The past months have been difficult for so many reasons, but certainly one reason is a forced reckoning with our own feelings and emotions. Months of solitude injected with stress and fear have spawned emotional turbulence that have coerced deep introspection. Fortunately, this the very purpose of music and art – to allow exploration, investment, and expansion in our own emotional state, or that which makes us not just human, but actually real. 18th century musicians knew this about music – that it has the power to metamorphize pain and restore balance, using just the delicate effervescence of vibration, light, and meaning. Soprano Linda Tsatsanis, Cellist Nathan Whittaker, and Poet Nikolijne Troubetzkoy curate our reflection on (journey of) emotional turbulence allowing the music of Purcell, Bailly, Dall’Abaco, Dowland, Le Camus, Bach, and Matteis to be our guide.
Nathan Whittaker, violoncello, enjoys a unique and diverse career as a concert soloist, chamber musician, recitalist, teacher, and historical cello specialist with concert stops ranging from New York to Seattle to Dubai. He is the Artistic Director of Gallery Concerts (Seattle), a concert series of chamber music on period instruments, and regularly performs with the Seattle Baroque Orchestra, Pacific Baroque Orchestra, New York Baroque Incorporated, Portland Baroque Orchestra, Rosa Barocca, Byron Schenkman and Friends, and the Pacific Northwest Ballet. Recent appearances include the Vancouver Bach Festival, Pacific Baroque Festival, Pacific MusicWorks, 45th Parallel, Hawaii Performing Arts Festival, Berkeley Early Music Festival, Ottawa ChamberFest, the Boston Early Music Festival, and as a guest lecturer at the Conservatoire National Supérieur de Paris. An active pedagogue, he has served on the faculty of Cornish College of the Arts and runs a dynamic private studio. He can be heard on recordings by ATMA Musique, Harmonia, and Centaur, as well as live broadcasts by NPR, CBC, and KING FM. Dr. Whittaker holds a Doctorate of Musical Arts from the University of Washington and Bachelors and Masters degrees from Indiana University. He performs on a cello of Mario Gadda from 1957, and a baroque cello of Johann Christian Ficker II from c. 1770.
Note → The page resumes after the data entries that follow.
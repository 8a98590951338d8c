use std::sync::Arc;

use serde_json::json;
use uuid::Uuid;

use shared_config::AppConfig;
use shared_models::auth::User;

use crate::jwt::create_token;

pub struct TestConfig {
    pub jwt_secret: String,
    pub supabase_url: String,
    pub supabase_anon_key: String,
}

impl Default for TestConfig {
    fn default() -> Self {
        Self {
            jwt_secret: "test-secret-key-for-jwt-validation-must-be-long-enough".to_string(),
            supabase_url: "http://localhost:54321".to_string(),
            supabase_anon_key: "test-anon-key".to_string(),
        }
    }
}

impl TestConfig {
    pub fn to_app_config(&self) -> AppConfig {
        AppConfig {
            supabase_url: self.supabase_url.clone(),
            supabase_anon_key: self.supabase_anon_key.clone(),
            supabase_jwt_secret: self.jwt_secret.clone(),
        }
    }

    pub fn to_arc(&self) -> Arc<AppConfig> {
        Arc::new(self.to_app_config())
    }
}

pub struct TestUser {
    pub id: String,
    pub email: String,
    pub role: String,
}

impl Default for TestUser {
    fn default() -> Self {
        Self {
            id: Uuid::new_v4().to_string(),
            email: "test@example.com".to_string(),
            role: "user".to_string(),
        }
    }
}

impl TestUser {
    pub fn new(email: &str, role: &str) -> Self {
        Self {
            id: Uuid::new_v4().to_string(),
            email: email.to_string(),
            role: role.to_string(),
        }
    }

    pub fn admin(email: &str) -> Self {
        Self::new(email, "admin")
    }

    pub fn to_user(&self) -> User {
        User {
            id: self.id.clone(),
            email: Some(self.email.clone()),
            role: Some(self.role.clone()),
            created_at: Some(chrono::Utc::now()),
        }
    }
}

pub struct JwtTestUtils;

impl JwtTestUtils {
    pub fn create_test_token(user: &TestUser, secret: &str, exp_hours: Option<i64>) -> String {
        create_token(&user.id, &user.email, &user.role, secret, exp_hours.unwrap_or(24))
            .expect("test token creation failed")
    }

    pub fn create_expired_token(user: &TestUser, secret: &str) -> String {
        Self::create_test_token(user, secret, Some(-1))
    }

    pub fn create_invalid_signature_token(user: &TestUser) -> String {
        Self::create_test_token(user, "wrong-secret", Some(24))
    }
}

/// Canned PostgREST rows for wiremock-backed tests.
pub struct MockTableResponses;

impl MockTableResponses {
    pub fn staff_row(staff_id: &str, user_id: &str, name: &str, daily_capacity: i32) -> serde_json::Value {
        json!({
            "id": staff_id,
            "name": name,
            "service_type": "General",
            "daily_capacity": daily_capacity,
            "availability_status": "Available",
            "user_id": user_id,
            "created_at": "2024-01-01T00:00:00Z",
            "updated_at": "2024-01-01T00:00:00Z"
        })
    }

    pub fn service_row(service_id: &str, user_id: &str, name: &str) -> serde_json::Value {
        json!({
            "id": service_id,
            "name": name,
            "duration": 30,
            "required_staff_type": "General",
            "user_id": user_id,
            "created_at": "2024-01-01T00:00:00Z",
            "updated_at": "2024-01-01T00:00:00Z"
        })
    }

    pub fn appointment_row(
        appointment_id: &str,
        user_id: &str,
        service_id: &str,
        staff_id: Option<&str>,
        date: &str,
        time: &str,
        status: &str,
        queue_position: Option<i32>,
    ) -> serde_json::Value {
        json!({
            "id": appointment_id,
            "customer_name": "Test Customer",
            "service_id": service_id,
            "staff_id": staff_id,
            "appointment_date": date,
            "appointment_time": time,
            "status": status,
            "queue_position": queue_position,
            "user_id": user_id,
            "created_at": "2024-01-01T00:00:00Z",
            "updated_at": "2024-01-01T00:00:00Z"
        })
    }

    pub fn activity_log_row(appointment_id: &str, staff_id: &str, user_id: &str) -> serde_json::Value {
        json!({
            "id": Uuid::new_v4(),
            "action": "QueueToStaff",
            "description": "Appointment auto-assigned to staff.",
            "appointment_id": appointment_id,
            "staff_id": staff_id,
            "user_id": user_id,
            "created_at": "2024-01-01T00:00:00Z"
        })
    }

    pub fn user_row(user_id: &str, email: &str, password_hash: &str) -> serde_json::Value {
        json!({
            "id": user_id,
            "email": email,
            "password": password_hash,
            "name": "Test User",
            "role": "user",
            "created_at": "2024-01-01T00:00:00Z",
            "updated_at": "2024-01-01T00:00:00Z"
        })
    }
}
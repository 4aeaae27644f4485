//! # companion-pairing
//!
//! Companion pair-setup for Apple TV style devices.
//!
//! This crate implements:
//! - The PIN-based pair-setup procedure (PS_Start / PS_Next exchange)
//! - An SRP-6a engine producing long-term HAP credentials
//! - A session API for `begin` / `pin` / `finish` driven UIs

mod config;
mod procedure;
mod session;
mod srp_handler;
#[cfg(test)]
mod testing;
mod traits;

pub use companion_core::error::{Error, PairingError};
pub use companion_crypto::HapCredentials;
pub use config::{PairingConfig, CONNECT_TIMEOUT_ENV, READ_TIMEOUT_ENV};
pub use procedure::{PairingProcedure, PairingState};
pub use session::{PairingSession, PIN_LENGTH};
pub use srp_handler::SrpAuthHandler;
pub use traits::SrpEngine;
Nikolijne Troubetzkoy has had poetry published in a number of literary magazines, such as Vallum, Grain, The Fiddlehead and The Antigonish Review. She is also a screenwriter, having recently worked as Writer/Co-Executive Producer on the hit medical procedural Transplant (NBC/Bell), as well as on acclaimed crime drama Departure (Peacock/Global/Universal TV UK). She has also written for Orphan Black (AMC/Space), Killjoys (SyFy/Space) and the critically-acclaimed police drama 19-2 (Bravo). Niko got her start in television on the award-winning comedy series Call Me Fitz (HBO Canada) starring Jason Priestly. She's been nominated for a Canadian Screen Award and several Writer’s Guild Awards for outstanding writing in a television drama.
Hailed as “ravishing” (New York Times) and possessing “sheer vocal proficiency, a bright, flexible voice, big but controlled, shaded with plentiful color” (Boston Globe), Canadian soprano Linda Tsatsanis enjoys a career that spans the concert hall, opera stage, movies, and television. Her versatility has made for a distinguished career taking her across the United States, Canada and Europe. Ms. Tsatsanis has appeared as soloist with Tallis Scholars, Toronto Symphony, Seattle Baroque Orchestra, Mark Morris Dance Group, Pacific Baroque Orchestra, Early Music Seattle, Pacific MusicWorks, and Seattle Opera and been presented by the San Francisco Early Music Society, Early Music Now, Early Music Society of the Islands, Renaissance and Baroque, Early Music in Columbus, Dumbarton Oaks, and the Smithsonian National Gallery of Art. Not limiting herself to early music, Ms. Tsatsanis made her Carnegie Hall debut in 2016 performing William Bolcom’s song cycle Let Evening Come. Her debut solo album with Origin Classical, And I Remain: Three Love Stories, was described as a “seductive recital of the darker sides of 17th-century love” by Gramophone Magazine. Her past collaboration with the Mark Morris Dance Group was the inspiration for her 2016 release, Beethoven alla Britannia with Centaur Records. She can be heard on the Emmy-nominated documentary When Seattle Invented the Future, various recordings by the Canadian Broadcasting Corporation and Naxos. In 2015, Ms. Tsatsanis was named a Visiting Scholar at the University of Washington. Currently, Ms. Tsatsanis resides in New York City.